▶ [TASK STATEMENT] Your task is to filter the entries and copy every line containing the string "than".

- Opening Delimiter -

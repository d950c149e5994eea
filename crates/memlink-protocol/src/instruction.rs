//! Instruction payloads and their wire encoding
//!
//! All multi-byte integers are little-endian. Layouts past the common
//! [`Metadata`] bytes:
//!
//! | Kind            | Offset 8        | Offset 16     | Offset 32                     |
//! |-----------------|-----------------|---------------|-------------------------------|
//! | SETUP           | block count i32 | -             | 128 x ReadBlock (12 bytes)    |
//! | WRITE / FREEZE  | address i64     | length i32    | `length` data bytes           |
//! | UNFREEZE        | address i64     | -             | -                             |
//! | others          | -               | -             | -                             |
//!
//! SETUP always carries the full 128-slot table so that one datagram has a
//! fixed size whatever the block count; unused slots are zero.

use crate::error::{ProtocolError, Result};
use crate::header::{HEADER_SIZE, InstructionCode, Metadata};
use binrw::{BinRead, BinWrite};
use std::io::{Cursor, Seek, SeekFrom, Write};

/// Largest UDP payload on loopback (IPv4)
pub const MAX_DATAGRAM_SIZE: usize = 65_507;

/// Number of read block slots in a SETUP instruction
pub const MAX_READ_BLOCKS: usize = 128;

/// Encoded size of one [`ReadBlock`]
pub const READ_BLOCK_SIZE: usize = 12;

/// Encoded size of a SETUP instruction
pub const SETUP_INSTRUCTION_SIZE: usize = HEADER_SIZE + MAX_READ_BLOCKS * READ_BLOCK_SIZE;

/// Largest data payload a WRITE or FREEZE can carry
pub const MAX_WRITE_PAYLOAD: usize = MAX_DATAGRAM_SIZE - HEADER_SIZE;

const BLOCK_COUNT_OFFSET: u64 = 8;
const ADDRESS_OFFSET: u64 = 8;
const LENGTH_OFFSET: u64 = 16;

/// One window the integration mirrors into the shared buffer.
///
/// `length` bytes starting at `game_address` in emulator memory are copied
/// to `position` in the shared buffer every refresh.
#[derive(Debug, Clone, Copy, PartialEq, Eq, Default, BinRead, BinWrite)]
#[brw(little)]
pub struct ReadBlock {
    /// Offset in the shared buffer
    pub position: u32,
    /// Source address in emulator memory
    pub game_address: u32,
    /// Number of bytes to mirror
    pub length: i32,
}

/// SETUP payload: the windows to mirror for this session.
#[derive(Debug, Clone, PartialEq, Eq, Default)]
pub struct SetupInstruction {
    blocks: Vec<ReadBlock>,
}

impl SetupInstruction {
    /// Create a setup payload, rejecting more blocks than the table holds.
    pub fn new(blocks: Vec<ReadBlock>) -> Result<Self> {
        if blocks.len() > MAX_READ_BLOCKS {
            return Err(ProtocolError::malformed(
                "setup",
                format!(
                    "{} read blocks exceed the {MAX_READ_BLOCKS}-slot table",
                    blocks.len()
                ),
            ));
        }
        Ok(Self { blocks })
    }

    /// Declared blocks
    pub fn blocks(&self) -> &[ReadBlock] {
        &self.blocks
    }

    /// Number of declared blocks
    pub fn block_count(&self) -> usize {
        self.blocks.len()
    }

    fn write_body(&self, cursor: &mut Cursor<Vec<u8>>) -> Result<()> {
        // block_count <= 128 by construction
        cursor.seek(SeekFrom::Start(BLOCK_COUNT_OFFSET))?;
        (self.blocks.len() as i32).write_le(cursor)?;
        pad_to(cursor, HEADER_SIZE)?;

        for block in &self.blocks {
            block.write_le(cursor)?;
        }
        for _ in self.blocks.len()..MAX_READ_BLOCKS {
            ReadBlock::default().write_le(cursor)?;
        }
        Ok(())
    }

    fn decode_body(bytes: &[u8]) -> Result<Self> {
        if bytes.len() < SETUP_INSTRUCTION_SIZE {
            return Err(ProtocolError::malformed(
                "setup",
                format!(
                    "need {SETUP_INSTRUCTION_SIZE} bytes, got {}",
                    bytes.len()
                ),
            ));
        }

        let mut cursor = Cursor::new(bytes);
        cursor.seek(SeekFrom::Start(BLOCK_COUNT_OFFSET))?;
        let block_count = i32::read_le(&mut cursor)?;
        let block_count = usize::try_from(block_count)
            .ok()
            .filter(|count| *count <= MAX_READ_BLOCKS)
            .ok_or_else(|| {
                ProtocolError::malformed(
                    "setup",
                    format!("block count {block_count} outside 0..={MAX_READ_BLOCKS}"),
                )
            })?;

        cursor.seek(SeekFrom::Start(HEADER_SIZE as u64))?;
        let mut blocks = Vec::with_capacity(block_count);
        for _ in 0..block_count {
            blocks.push(ReadBlock::read_le(&mut cursor)?);
        }

        Ok(Self { blocks })
    }
}

/// WRITE payload: bytes to store at an emulator address.
///
/// The encoded length field is always `data.len()`.
#[derive(Debug, Clone, PartialEq, Eq)]
pub struct WriteInstruction {
    /// Target address in emulator memory
    pub address: i64,
    /// Bytes to write
    pub data: Vec<u8>,
}

/// FREEZE payload. Same layout as WRITE; the integration re-applies the
/// value every frame until an UNFREEZE for the same address arrives.
pub type FreezeInstruction = WriteInstruction;

impl WriteInstruction {
    /// Create a write payload
    pub fn new(address: i64, data: impl Into<Vec<u8>>) -> Self {
        Self {
            address,
            data: data.into(),
        }
    }

    fn write_body(&self, cursor: &mut Cursor<Vec<u8>>) -> Result<()> {
        if self.data.len() > MAX_WRITE_PAYLOAD {
            return Err(ProtocolError::PayloadTooLarge {
                length: self.data.len(),
                max: MAX_WRITE_PAYLOAD,
            });
        }

        cursor.seek(SeekFrom::Start(ADDRESS_OFFSET))?;
        self.address.write_le(cursor)?;
        cursor.seek(SeekFrom::Start(LENGTH_OFFSET))?;
        (self.data.len() as i32).write_le(cursor)?;
        pad_to(cursor, HEADER_SIZE)?;
        cursor.write_all(&self.data)?;
        Ok(())
    }

    fn decode_body(kind: &'static str, bytes: &[u8]) -> Result<Self> {
        if bytes.len() < HEADER_SIZE {
            return Err(ProtocolError::malformed(
                kind,
                format!("need {HEADER_SIZE} bytes, got {}", bytes.len()),
            ));
        }

        let mut cursor = Cursor::new(bytes);
        cursor.seek(SeekFrom::Start(ADDRESS_OFFSET))?;
        let address = i64::read_le(&mut cursor)?;
        cursor.seek(SeekFrom::Start(LENGTH_OFFSET))?;
        let length = i32::read_le(&mut cursor)?;

        let length = usize::try_from(length)
            .map_err(|_| ProtocolError::malformed(kind, format!("negative length {length}")))?;
        let end = HEADER_SIZE + length;
        if bytes.len() < end {
            return Err(ProtocolError::malformed(
                kind,
                format!(
                    "declares {length} data bytes, only {} present",
                    bytes.len() - HEADER_SIZE
                ),
            ));
        }

        Ok(Self {
            address,
            data: bytes[HEADER_SIZE..end].to_vec(),
        })
    }
}

/// UNFREEZE payload: address only.
#[derive(Debug, Clone, Copy, PartialEq, Eq)]
pub struct UnfreezeInstruction {
    /// Previously frozen address
    pub address: i64,
}

impl UnfreezeInstruction {
    fn write_body(self, cursor: &mut Cursor<Vec<u8>>) -> Result<()> {
        cursor.seek(SeekFrom::Start(ADDRESS_OFFSET))?;
        self.address.write_le(cursor)?;
        Ok(())
    }

    fn decode_body(bytes: &[u8]) -> Result<Self> {
        let mut cursor = Cursor::new(bytes);
        cursor.seek(SeekFrom::Start(ADDRESS_OFFSET))?;
        Ok(Self {
            address: i64::read_le(&mut cursor)?,
        })
    }
}

/// A decoded instruction.
#[derive(Debug, Clone, PartialEq, Eq)]
pub enum Instruction {
    /// No operation
    Noop,
    /// Liveness request
    Ping,
    /// Answer to [`Instruction::Ping`]
    PingResponse,
    /// Declare mirrored windows
    Setup(SetupInstruction),
    /// Acknowledges a [`Instruction::Setup`]
    SetupResponse,
    /// One-shot memory write
    Write(WriteInstruction),
    /// Repeated memory write
    Freeze(FreezeInstruction),
    /// Cancel a freeze
    Unfreeze(UnfreezeInstruction),
    /// Session end
    Close,
}

impl Instruction {
    /// Instruction code on the wire
    pub const fn code(&self) -> InstructionCode {
        match self {
            Self::Noop => InstructionCode::Noop,
            Self::Ping | Self::PingResponse => InstructionCode::Ping,
            Self::Setup(_) | Self::SetupResponse => InstructionCode::Setup,
            Self::Write(_) => InstructionCode::Write,
            Self::Freeze(_) => InstructionCode::Freeze,
            Self::Unfreeze(_) => InstructionCode::Unfreeze,
            Self::Close => InstructionCode::Close,
        }
    }

    /// Whether the response flag is set
    pub const fn is_response(&self) -> bool {
        matches!(self, Self::PingResponse | Self::SetupResponse)
    }

    /// Header written in front of the payload
    pub const fn metadata(&self) -> Metadata {
        if self.is_response() {
            Metadata::response(self.code())
        } else {
            Metadata::request(self.code())
        }
    }

    /// Exact encoded size in bytes
    pub fn encoded_len(&self) -> usize {
        match self {
            Self::Setup(_) => SETUP_INSTRUCTION_SIZE,
            Self::Write(w) | Self::Freeze(w) => HEADER_SIZE + w.data.len(),
            _ => HEADER_SIZE,
        }
    }

    /// Encode to wire bytes. The 32-byte header is always present.
    pub fn encode(&self) -> Result<Vec<u8>> {
        let mut cursor = Cursor::new(Vec::with_capacity(self.encoded_len()));
        self.metadata().write_le(&mut cursor)?;

        match self {
            Self::Setup(setup) => setup.write_body(&mut cursor)?,
            Self::Write(write) | Self::Freeze(write) => write.write_body(&mut cursor)?,
            Self::Unfreeze(unfreeze) => unfreeze.write_body(&mut cursor)?,
            Self::Noop | Self::Ping | Self::PingResponse | Self::SetupResponse | Self::Close => {}
        }

        let mut bytes = cursor.into_inner();
        if bytes.len() < HEADER_SIZE {
            bytes.resize(HEADER_SIZE, 0);
        }
        Ok(bytes)
    }

    /// Decode wire bytes.
    ///
    /// Fails with [`ProtocolError::MalformedInstruction`] when the buffer is
    /// shorter than the fixed layout of its kind, and with
    /// [`ProtocolError::UnknownInstruction`] for codes outside the known set.
    pub fn decode(bytes: &[u8]) -> Result<Self> {
        let metadata = Metadata::parse(bytes)?;
        let code = metadata
            .code()
            .ok_or(ProtocolError::UnknownInstruction(metadata.instruction))?;

        let instruction = match (code, metadata.is_response) {
            (InstructionCode::Noop, _) => Self::Noop,
            (InstructionCode::Ping, false) => Self::Ping,
            (InstructionCode::Ping, true) => Self::PingResponse,
            (InstructionCode::Setup, false) => Self::Setup(SetupInstruction::decode_body(bytes)?),
            (InstructionCode::Setup, true) => Self::SetupResponse,
            (InstructionCode::Write, _) => {
                Self::Write(WriteInstruction::decode_body("write", bytes)?)
            }
            (InstructionCode::Freeze, _) => {
                Self::Freeze(WriteInstruction::decode_body("freeze", bytes)?)
            }
            (InstructionCode::Unfreeze, _) => {
                Self::Unfreeze(UnfreezeInstruction::decode_body(bytes)?)
            }
            (InstructionCode::Close, _) => Self::Close,
        };

        Ok(instruction)
    }
}

/// Zero-fill the cursor up to `offset`.
fn pad_to(cursor: &mut Cursor<Vec<u8>>, offset: usize) -> Result<()> {
    let position = cursor.position() as usize;
    if position < offset {
        cursor.write_all(&vec![0u8; offset - position])?;
    }
    Ok(())
}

- Closing Delimiter -

▶ [YOUR RESPONSE]
    /// Create a setup payload, rejecting more blocks than the table holds.
    /// shorter than the fixed layout of its kind, and with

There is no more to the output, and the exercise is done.